Give all the data again exactly.

☆ ☆ ☆

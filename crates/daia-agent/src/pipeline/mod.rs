//! The per-message flow: fetch history, normalize it, build the system
//! prompt, ask the model, pull tables out of the reply, render them, send.
//!
//! [`engine`] is the generic node/graph runner; [`nodes`] holds the seven
//! stages; [`collab`] the traits they call out through.

pub mod collab;
pub mod context;
pub mod engine;
pub mod nodes;

use std::path::PathBuf;
use std::sync::Arc;

use thiserror::Error;

use daia_core::settings::RuntimeSettings;

use crate::history::NormalizeOptions;
use crate::provider::ProviderError;
use crate::split::MarkupSplitter;

pub use collab::{
    ChatModel, DispatchError, FetchError, FetchedHistory, HistorySource, OutgoingFile,
    OutgoingMessage, RenderError, RenderedImage, ReplyTarget, ResponseSink, TableRenderer,
};
pub use context::{SharedContext, TableArtifact};
pub use engine::{Action, Flow, FlowBuilder, Node, NodeId, RunOutcome};

/// Errors that abort a run. Recoverable trouble (a failed history fetch, a
/// table that won't render, a rejected send) is handled inside the nodes
/// and surfaces as an [`Action`] instead.
#[derive(Debug, Error)]
pub enum PipelineError {
    #[error("context slot '{0}' read before any stage wrote it")]
    MissingContext(&'static str),

    #[error("model call failed: {0}")]
    Model(#[from] ProviderError),

    #[error("artifact I/O failed: {0}")]
    Artifact(#[from] std::io::Error),

    #[error("run cancelled in {node}")]
    Cancelled { node: &'static str },

    #[error("no node with id {0}")]
    UnknownNode(usize),

    #[error("run exceeded {0} steps")]
    StepLimit(usize),

    #[error("{node}: {reason}")]
    Node { node: &'static str, reason: String },
}

/// Collaborators and knobs for [`build_message_flow`].
pub struct FlowDeps {
    pub history: Arc<dyn HistorySource>,
    pub model: Arc<dyn ChatModel>,
    /// `None` skips rendering; tables still go out as `.md` attachments.
    pub renderer: Option<Arc<dyn TableRenderer>>,
    pub sink: Arc<dyn ResponseSink>,
    pub settings: Arc<RuntimeSettings>,
    pub base_prompt: String,
    pub contextual_prompt: bool,
    pub normalize: NormalizeOptions,
    pub max_chars: usize,
    pub artifact_dir: PathBuf,
}

/// Wire the message flow.
///
/// ```text
/// fetch_history   --success--> process_history --processed--> system_prompt
/// fetch_history   --failed---> send_response
/// system_prompt   --success--> llm_chat --success--> extract_tables
/// extract_tables  --tables_found--> render_tables --(images_rendered|no_images)--> send_response
/// extract_tables  --no_tables-----> send_response
/// ```
pub fn build_message_flow(deps: FlowDeps) -> Flow<SharedContext> {
    let mut b = Flow::builder();

    let fetch = b.add(nodes::FetchHistory::new(deps.history, Arc::clone(&deps.settings)));
    let process = b.add(nodes::ProcessHistory::new(deps.normalize));
    let prompt = b.add(nodes::SystemPrompt::new(
        deps.contextual_prompt,
        deps.base_prompt,
        deps.settings,
    ));
    let chat = b.add(nodes::LlmChat::new(deps.model));
    let extract = b.add(nodes::ExtractTables::new(deps.artifact_dir));
    let render = b.add(nodes::RenderTables::new(deps.renderer));
    let send = b.add(nodes::SendResponse::new(
        deps.sink,
        MarkupSplitter::new(deps.max_chars),
    ));

    b.on(fetch, Action::Success, process)
        .on(fetch, Action::Failed, send)
        .on(process, Action::Processed, prompt)
        .on(prompt, Action::Success, chat)
        .on(chat, Action::Success, extract)
        .on(extract, Action::TablesFound, render)
        .on(extract, Action::NoTables, send)
        .on(render, Action::ImagesRendered, send)
        .on(render, Action::NoImages, send);

    b.build(fetch)
}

☆ ☆ ☆

**Task output**
filename crates/daia-agent/src/pipeline/mod.rs
//! The per-message flow: fetch history, normalize it, build the system
//! prompt, ask the model, pull tables out of the reply, render them, send.
//!
//! [`engine`] is the generic node/graph runner; [`nodes`] holds the seven
//! stages; [`collab`] the traits they call out through.

pub mod collab;
pub mod context;
pub mod engine;
pub mod nodes;

use std::path::PathBuf;
use std::sync::Arc;

use thiserror::Error;

use daia_core::settings::RuntimeSettings;

use crate::history::NormalizeOptions;
use crate::provider::ProviderError;
use crate::split::MarkupSplitter;

pub use collab::{
    ChatModel, DispatchError, FetchError, FetchedHistory, HistorySource, OutgoingFile,
    OutgoingMessage, RenderError, RenderedImage, ReplyTarget, ResponseSink, TableRenderer,
};
pub use context::{SharedContext, TableArtifact};
pub use engine::{Action, Flow, FlowBuilder, Node, NodeId, RunOutcome};

/// Errors that abort a run. Recoverable trouble (a failed history fetch, a
/// table that won't render, a rejected send) is handled inside the nodes
/// and surfaces as an [`Action`] instead.
#[derive(Debug, Error)]
pub enum PipelineError {
    #[error("context slot '{0}' read before any stage wrote it")]
    MissingContext(&'static str),

    #[error("model call failed: {0}")]
    Model(#[from] ProviderError),

    #[error("artifact I/O failed: {0}")]
    Artifact(#[from] std::io::Error),

    #[error("run cancelled in {node}")]
    Cancelled { node: &'static str },

    #[error("no node with id {0}")]
    UnknownNode(usize),

    #[error("run exceeded {0} steps")]
    StepLimit(usize),

    #[error("{node}: {reason}")]
    Node { node: &'static str, reason: String },
}

/// Collaborators and knobs for [`build_message_flow`].
pub struct FlowDeps {
    pub history: Arc<dyn HistorySource>,
    pub model: Arc<dyn ChatModel>,
    /// `None` skips rendering; tables still go out as `.md` attachments.
    pub renderer: Option<Arc<dyn TableRenderer>>,
    pub sink: Arc<dyn ResponseSink>,
    pub settings: Arc<RuntimeSettings>,
    pub base_prompt: String,
    pub contextual_prompt: bool,
    pub normalize: NormalizeOptions,
    pub max_chars: usize,
    pub artifact_dir: PathBuf,
}

/// Wire the message flow.
///
/// ```text
/// fetch_history   --success--> process_history --processed--> system_prompt
/// fetch_history   --failed---> send_response
/// system_prompt   --success--> llm_chat --success--> extract_tables
/// extract_tables  --tables_found--> render_tables --(images_rendered|no_images)--> send_response
/// extract_tables  --no_tables-----> send_response
/// ```
pub fn build_message_flow(deps: FlowDeps) -> Flow<SharedContext> {
    let mut b = Flow::builder();

    let fetch = b.add(nodes::FetchHistory::new(deps.history, Arc::clone(&deps.settings)));
    let process = b.add(nodes::ProcessHistory::new(deps.normalize));
    let prompt = b.add(nodes::SystemPrompt::new(
        deps.contextual_prompt,
        deps.base_prompt,
        deps.settings,
    ));
    let chat = b.add(nodes::LlmChat::new(deps.model));
    let extract = b.add(nodes::ExtractTables::new(deps.artifact_dir));
    let render = b.add(nodes::RenderTables::new(deps.renderer));
    let send = b.add(nodes::SendResponse::new(
        deps.sink,
        MarkupSplitter::new(deps.max_chars),
    ));

    b.on(fetch, Action::Success, process)
        .on(fetch, Action::Failed, send)
        .on(process, Action::Processed, prompt)
        .on(prompt, Action::Success, chat)
        .on(chat, Action::Success, extract)
        .on(extract, Action::TablesFound, render)
        .on(extract, Action::NoTables, send)
        .on(render, Action::ImagesRendered, send)
        .on(render, Action::NoImages, send);

    b.build(fetch)
}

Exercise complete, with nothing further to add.